LA INEXACTITUD DE LA PALABRA
por Francisco-Manuel Nácher
El nombre de una cosa intenta siempre, en cualquier idioma, describir
o simbolizar alguna característica de la cosa nombrada, ordinariamente la
más importante o la más significativa, pero nunca todas las que en sí
posee, ya que resulta totalmente imposible. Cada palabra, pues, tuvo una
razón de ser y una intención cuando nació. Luego, por similitud, por
analogía, por proximidad, las palabras fueron - y siguen haciéndolo -,
derivando unas de otras, pero conservando esas dos características: Un
significado y una descripción o referencia. Aunque siempre parciales.
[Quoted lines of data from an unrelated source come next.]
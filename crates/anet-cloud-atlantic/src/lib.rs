//! Atlantic.Net provider for anet-inventory
//!
//! This crate implements the CloudProvider trait against the Atlantic.Net
//! Cloud API, giving the inventory access to cloudservers, images, plans
//! and SSH keys.
//!
//! # Requirements
//!
//! - An Atlantic.Net API public key and private key
//!
//! # Example
//!
//! ```ignore
//! use anet_cloud::{CloudProvider, ResourceKind};
//! use anet_cloud_atlantic::{AnetConfig, AtlanticNetProvider};
//!
//! let provider = AtlanticNetProvider::new(AnetConfig::new("public", "private"));
//! let servers = provider.fetch(ResourceKind::Cloudservers).await?;
//! ```

pub mod client;
pub mod error;
pub mod provider;
mod signer;

pub use client::{ANET_API_BASE, ANET_API_VERSION, AnetClient, AnetConfig};
pub use error::{AtlanticError, Result};
pub use provider::AtlanticNetProvider;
Y, como lo que usamos para comunicarnos son palabras, nos
transmitimos siempre un mensaje parcial.
De ahí la pobreza de la palabra hablada y, consecuentemente, de la
escrita, ante lo mucho que las cosas son y contienen y sugieren y
recuerdan; ante lo mucho, lo muchísimo, que habría que decir y que nunca
diremos, porque no sabemos y, por tanto, no podemos.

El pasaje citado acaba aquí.